(Collected data)
##############################

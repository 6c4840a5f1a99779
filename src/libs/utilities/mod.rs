// Small, dependency-light helpers used by the installers.

// Locating, moving and chmod-ing downloaded binaries.
pub mod binary;
// Unpacking of release archives.
pub mod compression;
// `~` / `$VAR` expansion for configured paths.
pub mod path_helpers;
// Architecture families and lenient version parsing.
pub mod platform;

##############################

Reproduce the records exactly, keeping every line.

repository 6c4840a5f1a99779
filename src/libs/utilities/mod.rs
// Small, dependency-light helpers used by the installers.

// Locating, moving and chmod-ing downloaded binaries.
pub mod binary;
// Unpacking of release archives.
pub mod compression;
// `~` / `$VAR` expansion for configured paths.
pub mod path_helpers;
// Architecture families and lenient version parsing.
pub mod platform;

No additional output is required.